Fetch overnight news¶

_{kind python}

# @name Fetch overnight news
# Pulls recent Benzinga headlines for every whitelisted ticker and
# upserts into the ``news_raw`` table. Idempotent — re-running the
# cell only inserts articles we haven't seen before, so the DB grows
# monotonically across sessions.
import datetime as dt

import pandas as pd
from alpaca.data.requests import NewsRequest

conn = open_db()
_stock_client, news_client = alpaca_data_clients()

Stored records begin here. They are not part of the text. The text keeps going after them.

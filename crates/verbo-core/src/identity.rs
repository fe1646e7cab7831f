use schemars::JsonSchema;
use serde::{Deserialize, Serialize};

use crate::enums::VerbGroup;
use crate::errors::CoreError;

/// An infinitive together with the root and group derived from its ending.
///
/// `root` is the infinitive with the matched `are`/`ere`/`ire` removed, or the
/// whole infinitive for [`VerbGroup::Other`].
#[derive(Debug, Clone, PartialEq, Eq, Hash, Serialize, Deserialize, JsonSchema)]
pub struct VerbIdentity {
    pub infinitive: String,
    pub root: String,
    pub group: VerbGroup,
}

impl VerbIdentity {
    /// Derive root and group from an infinitive as given.
    ///
    /// No validation happens here; see [`VerbIdentity::parse`] for input that
    /// crosses a user-facing boundary.
    #[must_use]
    pub fn new(infinitive: impl Into<String>) -> Self {
        let infinitive = infinitive.into();
        let group = VerbGroup::classify(&infinitive);
        let root = group
            .suffix()
            .and_then(|suffix| infinitive.strip_suffix(suffix))
            .unwrap_or(&infinitive)
            .to_string();
        Self {
            infinitive,
            root,
            group,
        }
    }

    /// Trim, lower-case and validate an infinitive before deriving its identity.
    ///
    /// # Errors
    ///
    /// Returns [`CoreError::Validation`] for an empty infinitive or one that
    /// contains whitespace (a phrase rather than a single verb).
    pub fn parse(raw: &str) -> Result<Self, CoreError> {
        let infinitive = raw.trim().to_lowercase();
        if infinitive.is_empty() {
            return Err(CoreError::Validation("infinitive is empty".to_string()));
        }
        if infinitive.chars().any(char::is_whitespace) {
            return Err(CoreError::Validation(format!(
                "infinitive '{infinitive}' must be a single word"
            )));
        }
        Ok(Self::new(infinitive))
    }
}

#[cfg(test)]
mod tests {
    use pretty_assertions::assert_eq;
    use rstest::rstest;

    use super::*;

    #[rstest]
    #[case("parlare", "parl", VerbGroup::Are)]
    #[case("vedere", "ved", VerbGroup::Ere)]
    #[case("capire", "cap", VerbGroup::Ire)]
    #[case("porre", "porre", VerbGroup::Other)]
    fn derives_root_and_group(
        #[case] infinitive: &str,
        #[case] root: &str,
        #[case] group: VerbGroup,
    ) {
        let identity = VerbIdentity::new(infinitive);
        assert_eq!(identity.root, root);
        assert_eq!(identity.group, group);
        if let Some(suffix) = group.suffix() {
            assert_eq!(format!("{}{suffix}", identity.root), infinitive);
        }
    }

    #[test]
    fn bare_suffix_yields_empty_root() {
        let identity = VerbIdentity::new("are");
        assert_eq!(identity.root, "");
        assert_eq!(identity.group, VerbGroup::Are);
    }

    #[test]
    fn parse_normalizes_case_and_whitespace() {
        let identity = VerbIdentity::parse("  Parlare \n").unwrap();
        assert_eq!(identity.infinitive, "parlare");
        assert_eq!(identity.root, "parl");
    }

    #[test]
    fn parse_rejects_empty_and_phrases() {
        assert!(matches!(
            VerbIdentity::parse("   "),
            Err(CoreError::Validation(_))
        ));
        assert!(matches!(
            VerbIdentity::parse("io parlo"),
            Err(CoreError::Validation(_))
        ));
    }
}
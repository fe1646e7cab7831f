use verbo_core::responses::GroupCountsResponse;

use crate::cli::GlobalFlags;
use crate::context::AppContext;
use crate::output::{Table, output};

/// Handle `verbo groups`.
pub fn handle(ctx: &AppContext, flags: &GlobalFlags) -> anyhow::Result<()> {
    let catalog = ctx.catalog()?;
    let response = GroupCountsResponse {
        format: catalog.format(),
        counts: catalog.group_counts(),
    };
    output(&response, flags.format, |response| {
        let mut table = Table::new(&["group", "verbs"]);
        for (group, count) in &response.counts {
            table.push_row(vec![group.clone(), count.to_string()]);
        }
        table
    })
}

# Only pull since the newest article we already have for any of the
# whitelisted tickers. First run pulls Config.LOOKBACK_DAYS back.
latest_ts_row = conn.execute(
    "SELECT MAX(published_at) FROM news_raw WHERE ticker IN ({})".format(
        ",".join(f"'{t}'" for t in Config.TICKER_WHITELIST)
    )
).fetchone()
latest_ts = latest_ts_row[0] if latest_ts_row and latest_ts_row[0] else None

if latest_ts is None:
    since = dt.datetime.now(dt.timezone.utc) - dt.timedelta(days=Config.LOOKBACK_DAYS)
else:
    # +1 second so we don't re-fetch the boundary article.
    since = (latest_ts + dt.timedelta(seconds=1)).replace(tzinfo=dt.timezone.utc)

request = NewsRequest(
    symbols=watchlist_str(),
    start=since,
    limit=50,
    include_content=False,
)
response = news_client.get_news(request)
raw_news = response.data.get("news", []) if hasattr(response, "data") else list(response)

inserted = 0
for article in raw_news:
    # alpaca-py returns a NewsSet on some SDK versions and a list on
    # others — normalize to the underlying attrs.
    article_id = getattr(article, "id", None)
    headline = getattr(article, "headline", "") or ""
    summary = getattr(article, "summary", "") or ""
    url = getattr(article, "url", "") or ""
    source = getattr(article, "source", "") or ""
    symbols = getattr(article, "symbols", []) or []
    created_at = getattr(article, "created_at", None) or getattr(article, "published_at", None)
    if article_id is None or created_at is None:
        continue

    # An article can mention multiple tickers; explode into one row per
    # (article, ticker) so downstream joins are natural.
    for ticker in symbols:
        if ticker not in Config.TICKER_WHITELIST:
            continue
        try:
            conn.execute(
                """
                INSERT INTO news_raw
                    (article_id, ticker, headline, summary, url, source, published_at)
                VALUES (?, ?, ?, ?, ?, ?, ?)
                """,
                [article_id, ticker, headline, summary, url, source, created_at],
            )
            inserted += 1
        except Exception:
            # Primary key conflict — already have this article. Fine.
            pass

# Log "ingestion cost" as zero but record the row so the ledger has a
# complete audit trail of every external call.
record_cost(
    conn,
    source="alpaca_news",
    usd=0.0,
    detail={"articles_seen": len(raw_news), "inserted": inserted, "since": str(since)},
)

# What's unprocessed — used by extract_signals.
unprocessed = conn.execute(
    """
    SELECT n.article_id, n.ticker, n.headline, n.summary, n.published_at
    FROM news_raw n
    LEFT JOIN signals s ON s.article_id = n.article_id AND s.ticker = n.ticker
    WHERE s.signal_id IS NULL
    ORDER BY n.published_at DESC
    LIMIT 40
    """
).fetchdf()

conn.close()

news_ingest = {
    "new_rows": inserted,
    "unprocessed_count": len(unprocessed),
    "oldest_unprocessed": (
        str(unprocessed["published_at"].min()) if len(unprocessed) else None
    ),
}
print(
    f"news_raw: inserted {inserted} new rows; {len(unprocessed)} articles "
    f"awaiting signal extraction."
)

# Expose ``unprocessed`` so the prompt cell can reference {{ unprocessed }}.
unprocessed

Turn news into signals¶

We've pulled raw headlines from the news API. The cell below is a prompt cell — it sends each headline to an LLM with an @output_schema that forces a structured JSON response (ticker, direction, confidence). The schema-validated result becomes a content-addressed artifact like any Python cell's output, so identical headlines + identical prompt template = cache hit, no extra API call.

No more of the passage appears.